## WORK REQUEST
Restate the material verbatim, every line included.

■ ■ ■ ■

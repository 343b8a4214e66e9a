//! Error types for object graph construction and resolution
//!
//! Provides error handling for:
//! - Module declaration and instantiation
//! - Module configuration (binding conflicts)
//! - Instance resolution

/// Errors raised while building an object graph
///
/// All of these are class-level: they surface before any test method runs.
#[derive(Debug, thiserror::Error)]
pub enum ConfigError {
    /// The test class declares no module list at all
    #[error("no module declaration found for '{class}'")]
    MissingModules {
        /// Test class name
        class: String,
    },

    /// The module list is empty
    #[error("the module declaration of '{class}' doesn't list any module")]
    EmptyModules {
        /// Test class name
        class: String,
    },

    /// A declared module could not be instantiated
    #[error("impossible to instantiate module '{module}': {reason}")]
    ModuleInstantiation {
        /// Module name
        module: String,
        /// Underlying reason
        reason: String,
    },

    /// The same type was bound twice
    #[error("type '{type_name}' bound more than once (by '{first}' and '{second}')")]
    DuplicateBinding {
        /// Bound type
        type_name: &'static str,
        /// Module holding the first binding
        first: String,
        /// Module attempting the second binding
        second: String,
    },

    /// Module-specific configuration failure
    #[error("module '{module}' failed to configure: {reason}")]
    Configure {
        /// Module name
        module: String,
        /// Underlying reason
        reason: String,
    },

    /// Resolving an instance during setup failed
    #[error("resolution failed: {0}")]
    Resolve(#[from] ResolveError),
}

impl ConfigError {
    /// Create module instantiation error
    pub fn instantiation(module: impl Into<String>, reason: impl Into<String>) -> Self {
        Self::ModuleInstantiation {
            module: module.into(),
            reason: reason.into(),
        }
    }

    /// Create configure error
    pub fn configure(module: impl Into<String>, reason: impl Into<String>) -> Self {
        Self::Configure {
            module: module.into(),
            reason: reason.into(),
        }
    }
}

/// Errors raised while resolving an instance from a graph
#[derive(Debug, Clone, PartialEq, Eq, thiserror::Error)]
pub enum ResolveError {
    /// No binding for the requested type
    #[error("no binding for type '{type_name}'")]
    NotBound {
        /// Requested type
        type_name: &'static str,
    },

    /// The binding's factory failed
    #[error("factory for '{type_name}' failed: {reason}")]
    Factory {
        /// Requested type
        type_name: &'static str,
        /// Underlying reason
        reason: String,
    },

    /// The type is already being resolved on this thread
    #[error("cyclic resolution of '{type_name}'")]
    Cycle {
        /// Requested type
        type_name: &'static str,
    },

    /// The stored instance has an unexpected type
    #[error("binding for '{type_name}' holds a different type")]
    TypeMismatch {
        /// Requested type
        type_name: &'static str,
    },
}

impl ResolveError {
    /// Create factory error for `T`
    pub fn factory<T: ?Sized>(reason: impl Into<String>) -> Self {
        Self::Factory {
            type_name: std::any::type_name::<T>(),
            reason: reason.into(),
        }
    }

    /// Check for [`ResolveError::NotBound`]
    #[inline]
    #[must_use]
    pub fn is_not_bound(&self) -> bool {
        matches!(self, Self::NotBound { .. })
    }
}

#[cfg(test)]
mod tests {
    use super::*;

    #[test]
    fn config_error_display() {
        let err = ConfigError::EmptyModules {
            class: "MyStory".to_string(),
        };
        assert_eq!(
            err.to_string(),
            "the module declaration of 'MyStory' doesn't list any module"
        );
    }

    #[test]
    fn resolve_error_converts() {
        let err: ConfigError = ResolveError::NotBound { type_name: "u32" }.into();
        assert!(matches!(err, ConfigError::Resolve(ResolveError::NotBound { .. })));
    }

    #[test]
    fn factory_error_names_type() {
        let err = ResolveError::factory::<String>("boom");
        assert!(err.to_string().contains("alloc::string::String"));
        assert!(!err.is_not_bound());
    }
}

■ ■ ■ ■

## SOLUTION TO THIS EXERCISE
repository 343b8a4214e66e9a
//! Error types for object graph construction and resolution
//!
//! Provides error handling for:
//! - Module declaration and instantiation
//! - Module configuration (binding conflicts)
//! - Instance resolution

/// Errors raised while building an object graph
///
/// All of these are class-level: they surface before any test method runs.
#[derive(Debug, thiserror::Error)]
pub enum ConfigError {
    /// The test class declares no module list at all
    #[error("no module declaration found for '{class}'")]
    MissingModules {
        /// Test class name
        class: String,
    },

    /// The module list is empty
    #[error("the module declaration of '{class}' doesn't list any module")]
    EmptyModules {
        /// Test class name
        class: String,
    },

    /// A declared module could not be instantiated
    #[error("impossible to instantiate module '{module}': {reason}")]
    ModuleInstantiation {
        /// Module name
        module: String,
        /// Underlying reason
        reason: String,
    },

    /// The same type was bound twice
    #[error("type '{type_name}' bound more than once (by '{first}' and '{second}')")]
    DuplicateBinding {
        /// Bound type
        type_name: &'static str,
        /// Module holding the first binding
        first: String,
        /// Module attempting the second binding
        second: String,
    },

    /// Module-specific configuration failure
    #[error("module '{module}' failed to configure: {reason}")]
    Configure {
        /// Module name
        module: String,
        /// Underlying reason
        reason: String,
    },

    /// Resolving an instance during setup failed
    #[error("resolution failed: {0}")]
    Resolve(#[from] ResolveError),
}

impl ConfigError {
    /// Create module instantiation error
    pub fn instantiation(module: impl Into<String>, reason: impl Into<String>) -> Self {
        Self::ModuleInstantiation {
            module: module.into(),
            reason: reason.into(),
        }
    }

    /// Create configure error
    pub fn configure(module: impl Into<String>, reason: impl Into<String>) -> Self {
        Self::Configure {
            module: module.into(),
            reason: reason.into(),
        }
    }
}

/// Errors raised while resolving an instance from a graph
#[derive(Debug, Clone, PartialEq, Eq, thiserror::Error)]
pub enum ResolveError {
    /// No binding for the requested type
    #[error("no binding for type '{type_name}'")]
    NotBound {
        /// Requested type
        type_name: &'static str,
    },

    /// The binding's factory failed
    #[error("factory for '{type_name}' failed: {reason}")]
    Factory {
        /// Requested type
        type_name: &'static str,
        /// Underlying reason
        reason: String,
    },

    /// The type is already being resolved on this thread
    #[error("cyclic resolution of '{type_name}'")]
    Cycle {
        /// Requested type
        type_name: &'static str,
    },

    /// The stored instance has an unexpected type
    #[error("binding for '{type_name}' holds a different type")]
    TypeMismatch {
        /// Requested type
        type_name: &'static str,
    },
}

impl ResolveError {
    /// Create factory error for `T`
    pub fn factory<T: ?Sized>(reason: impl Into<String>) -> Self {
        Self::Factory {
            type_name: std::any::type_name::<T>(),
            reason: reason.into(),
        }
    }

    /// Check for [`ResolveError::NotBound`]
    #[inline]
    #[must_use]
    pub fn is_not_bound(&self) -> bool {
        matches!(self, Self::NotBound { .. })
    }
}

#[cfg(test)]
mod tests {
    use super::*;

    #[test]
    fn config_error_display() {
        let err = ConfigError::EmptyModules {
            class: "MyStory".to_string(),
        };
        assert_eq!(
            err.to_string(),
            "the module declaration of 'MyStory' doesn't list any module"
        );
    }

    #[test]
    fn resolve_error_converts() {
        let err: ConfigError = ResolveError::NotBound { type_name: "u32" }.into();
        assert!(matches!(err, ConfigError::Resolve(ResolveError::NotBound { .. })));
    }

    #[test]
    fn factory_error_names_type() {
        let err = ResolveError::factory::<String>("boom");
        assert!(err.to_string().contains("alloc::string::String"));
        assert!(!err.is_not_bound());
    }
}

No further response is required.